15. The voltage driving circuit as claimed in claim 9, wherein the switch control unit comprises a first switch and a second switch, for respectively receiving the high level voltage signal and the low level voltage signal, and outputting the high level voltage signal or the low level voltage signal based on a determination from at least one control signal.

16. The voltage driving circuit as claimed in claim 15, wherein each of the first switch and the second switch of the switch control unit comprises an N-type transistor and a P-type transistor connected in parallel and disposed between the output terminal and the storage unit.

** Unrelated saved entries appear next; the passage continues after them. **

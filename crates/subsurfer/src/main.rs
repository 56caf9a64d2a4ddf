use chrono::Local;
use clap::{Arg, ArgAction, ArgMatches, Command};
use reqwest::Client;
use std::path::{Path, PathBuf};
use std::sync::Arc;
use subsurfer::config::ScanConfig;
use subsurfer::events::{LogObserver, Observer};
use subsurfer::model::{
    ensure_dir, export_to_json, export_to_text, pipe_lines, vulnerable_line, Domain, HostnameSet,
    ScanReport,
};
use subsurfer::scan::{scan, ScanRequest};
use subsurfer::takeover::fingerprint::FingerprintStore;
use subsurfer::utils::log::init_tracing_subscriber;
use subsurfer::{dns, modules, Error, Result};
use tracing::{debug, error, info};

#[tokio::main]
async fn main() -> Result<()> {
    let cli = Command::new(clap::crate_name!())
        .version(clap::crate_version!())
        .about("Passive & active subdomain discovery with takeover detection")
        .subcommand(Command::new("modules").about("List all discovery modules"))
        .subcommand(
            Command::new("scan")
                .about("Enumerate the subdomains of a target")
                .arg(
                    Arg::new("target")
                        .help("The domain name to scan")
                        .value_name("TARGET")
                        .required(true)
                        .index(1),
                )
                .arg(
                    Arg::new("logs")
                        .short('s')
                        .long("logs")
                        .action(ArgAction::SetTrue)
                        .help("Save logs into a .log file next to the results"),
                )
                .arg(
                    Arg::new("output")
                        .short('o')
                        .long("output")
                        .value_name("PATH")
                        .help("Result file path, without extension"),
                )
                .arg(
                    Arg::new("format")
                        .short('f')
                        .long("format")
                        .help("Result file format")
                        .value_name("FORMAT")
                        .value_parser(["txt", "json", "both"])
                        .default_value("both"),
                )
                .arg(
                    Arg::new("verify")
                        .short('v')
                        .long("verify")
                        .action(ArgAction::SetTrue)
                        .help("Check the subdomains for takeover"),
                )
                .arg(
                    Arg::new("input")
                        .short('i')
                        .long("input")
                        .value_name("FILE")
                        .help("Check the hostnames of FILE for takeover, skipping discovery"),
                )
                .arg(
                    Arg::new("fingerprints")
                        .long("fingerprints")
                        .value_name("FILE")
                        .help("Takeover fingerprints (JSON) replacing the embedded ones"),
                )
                .arg(
                    Arg::new("config")
                        .short('c')
                        .long("config")
                        .value_name("FILE")
                        .help("Scan settings (JSON)"),
                )
                .arg(
                    Arg::new("pipeweb")
                        .long("pipeweb")
                        .action(ArgAction::SetTrue)
                        .conflicts_with("pipesub")
                        .help("Only print https://<subdomain> lines"),
                )
                .arg(
                    Arg::new("pipesub")
                        .long("pipesub")
                        .action(ArgAction::SetTrue)
                        .help("Only print subdomains"),
                ),
        )
        .arg_required_else_help(true)
        .get_matches();

    match cli.subcommand() {
        Some(("modules", _)) => {
            let config = ScanConfig::default();
            let http_client = Client::builder().build()?;
            let modules =
                modules::subdomains_modules(&config, &http_client, &dns::new_resolver(&config));
            modules::display_all(&modules);
        }
        Some(("scan", args)) => run_scan(args).await?,

        // fallback if a cmd is not handled (should not possible)
        _ => {
            error!("{:12} - Command not handled, exit program", "CLI ERROR");
            return Err(Error::CliUsage("Command not handled".into()));
        }
    }

    Ok(())
}

async fn run_scan(args: &ArgMatches) -> Result<()> {
    let target = args
        .get_one::<String>("target")
        .ok_or_else(|| Error::CliUsage("TARGET is required".into()))?;
    let target = Domain::parse(target)?;
    let pipe = args.get_flag("pipesub") || args.get_flag("pipeweb");

    // result path
    let output = match args.get_one::<String>("output") {
        Some(path) => PathBuf::from(path),
        None => {
            let timestamp = Local::now().format("%Y-%m-%d-%H-%M");
            Path::new("results").join(format!("subsurfer_{}_{}", target, timestamp))
        }
    };
    let output_dir = output
        .parent()
        .filter(|dir| !dir.as_os_str().is_empty())
        .unwrap_or(Path::new("."))
        .to_path_buf();
    let filename = output
        .file_name()
        .map(|name| name.to_string_lossy().into_owned())
        .ok_or_else(|| Error::CliUsage(format!("Invalid output path {:?}", output)))?;

    // logs
    let save_logs = args.get_flag("logs");
    if save_logs {
        ensure_dir(&output_dir)?;
    }
    init_tracing_subscriber(
        if pipe { "warn" } else { "info" },
        save_logs.then_some((output_dir.as_path(), filename.as_str())),
    )?;

    let config = match args.get_one::<String>("config") {
        Some(path) => ScanConfig::from_file(Path::new(path))?,
        None => ScanConfig::default(),
    };
    debug!("{:?}", config);

    let hostnames = match args.get_one::<String>("input") {
        Some(path) => Some(read_hostnames(&target, Path::new(path))?),
        None => None,
    };
    let fingerprints = match args.get_one::<String>("fingerprints") {
        Some(path) => FingerprintStore::load_or_empty(Path::new(path)),
        None => FingerprintStore::embedded(),
    };

    // run the scan
    info!("{:12} - {}", "SCANNING", target);
    let observer: Arc<dyn Observer> = Arc::new(LogObserver);
    let request = ScanRequest {
        target,
        verify: args.get_flag("verify") || hostnames.is_some(),
        hostnames,
        fingerprints,
    };
    let report = scan(request, &config, observer).await?;

    // write result
    if pipe {
        for line in pipe_lines(&report, args.get_flag("pipeweb")) {
            println!("{}", line);
        }
    } else {
        let format = args
            .get_one::<String>("format")
            .map(String::as_str)
            .unwrap_or("both");
        let saved = save_report(&report, &output_dir, &filename, format)?;
        print_summary(&report, &saved);
    }

    Ok(())
}

/// One hostname per line, filtered like discovered ones.
fn read_hostnames(target: &Domain, path: &Path) -> Result<HostnameSet> {
    let content = std::fs::read_to_string(path)?;
    let hostnames = HostnameSet::from_candidates(target, content.lines());
    info!("{:12} - {} hostnames read from {:?}", "INPUT", hostnames.len(), path);
    Ok(hostnames)
}

fn save_report(
    report: &ScanReport,
    output_dir: &Path,
    filename: &str,
    format: &str,
) -> Result<Vec<PathBuf>> {
    ensure_dir(output_dir)?;
    let mut saved = Vec::new();

    if format == "both" || format == "txt" {
        // the target itself has dots, so no `with_extension` here
        let txt_path = output_dir.join(format!("{}.txt", filename));
        export_to_text(report, &txt_path)?;
        saved.push(txt_path);
    }

    if format == "both" || format == "json" {
        let json_path = output_dir.join(format!("{}.json", filename));
        export_to_json(report, &json_path)?;
        saved.push(json_path);
    }

    Ok(saved)
}

fn print_summary(report: &ScanReport, saved: &[PathBuf]) {
    println!(
        "{} subdomains found for {}",
        report.subdomains.len(),
        report.target
    );
    for finding in &report.takeovers {
        println!("{}", vulnerable_line(finding));
    }
    for path in saved {
        println!("Results saved to {}", path.display());
    }
}
pub mod fingerprint;
pub mod probe;

use self::fingerprint::FingerprintStore;
use self::probe::{CnameLookup, HttpProbe};
use crate::events::{Observer, ScanEvent, Silent};
use crate::model::{Finding, HostnameSet};
use futures::stream::{FuturesUnordered, StreamExt};
use futures::FutureExt;
use std::panic::AssertUnwindSafe;
use std::sync::Arc;
use tracing::{debug, error, instrument, trace};

/// Checks hostnames for dangling CNAMEs pointing to claimable services.
pub struct TakeoverVerifier {
    store: Arc<FingerprintStore>,
    cname_lookup: Arc<dyn CnameLookup>,
    http_probe: Arc<dyn HttpProbe>,
    observer: Arc<dyn Observer>,
}

// region:        --- Constructors

impl TakeoverVerifier {
    pub fn new(
        store: Arc<FingerprintStore>,
        cname_lookup: Arc<dyn CnameLookup>,
        http_probe: Arc<dyn HttpProbe>,
    ) -> Self {
        Self {
            store,
            cname_lookup,
            http_probe,
            observer: Arc::new(Silent),
        }
    }

    pub fn with_observer(mut self, observer: Arc<dyn Observer>) -> Self {
        self.observer = observer;
        self
    }
}

// endregion:     --- Constructors

impl TakeoverVerifier {
    /// Every host is checked concurrently; findings come back in completion
    /// order.
    #[instrument(name = "takeover", level = "info", skip_all, fields(targets = hostnames.len()))]
    pub async fn scan(&self, hostnames: &HostnameSet) -> Vec<Finding> {
        self.observer.notify(ScanEvent::TakeoverStarted {
            targets: hostnames.len(),
        });

        if self.store.is_empty() {
            debug!("No fingerprint loaded, nothing can match");
        }

        let findings: Vec<Finding> = hostnames
            .iter()
            .map(|host| async move {
                match AssertUnwindSafe(self.check(host)).catch_unwind().await {
                    Ok(finding) => finding,
                    Err(_) => {
                        error!("Takeover check panicked on {}", host);
                        None
                    }
                }
            })
            .collect::<FuturesUnordered<_>>()
            .filter_map(|finding| async move { finding })
            .inspect(|finding| self.observer.notify(ScanEvent::Vulnerable(finding.clone())))
            .collect()
            .await;

        self.observer.notify(ScanEvent::TakeoverFinished {
            vulnerable: findings.len(),
        });
        findings
    }

    /// CNAME, then HTTP, then fingerprints; the first step without a
    /// conclusive answer ends the check.
    pub async fn check(&self, host: &str) -> Option<Finding> {
        let cname = match self.cname_lookup.cname(host).await {
            Ok(Some(cname)) => cname,
            Ok(None) => {
                trace!("{}: no CNAME", host);
                return None;
            }
            Err(err) => {
                trace!("{}: CNAME lookup failed: {}", host, err);
                return None;
            }
        };

        let evidence = match self.http_probe.probe(host).await {
            Ok(evidence) => evidence,
            Err(err) => {
                debug!("{} (CNAME {}): unreachable: {}", host, cname, err);
                return None;
            }
        };

        let record = self
            .store
            .match_first(&cname, evidence.status, &evidence.body)?;

        Some(Finding::new(host, &cname, &record.service, evidence.status))
    }
}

17. The voltage driving circuit as claimed in claim 9, wherein the converter comprises an N-type transistor and a P-type transistor connected in series, two gates of the N-type transistor and the P-type transistor together receive the output-voltage signal of the switch control unit, and are together connected to two source/drains at a serially-connecting point to output the actual operating voltage value.

18. A voltage driving circuit, comprising:

a storage unit, for receiving a single-end data input signal and outputting a first voltage signal and a second voltage signal according to a content of the data input signal, wherein the first voltage signal and the second voltage signal have different voltage levels; and

a switch control unit, for receiving the first voltage signal and the second voltage signal, and outputting an output-voltage signal based on a determination from at least one control signal, wherein the output-voltage signal is at a high voltage level or a low voltage level according to the requirement of the data input signal.

19. The voltage driving circuit as claimed in claim 18, wherein the voltage level of the first voltage signal and the second voltage signal of the storage unit are in conformity to an actual operating voltage value.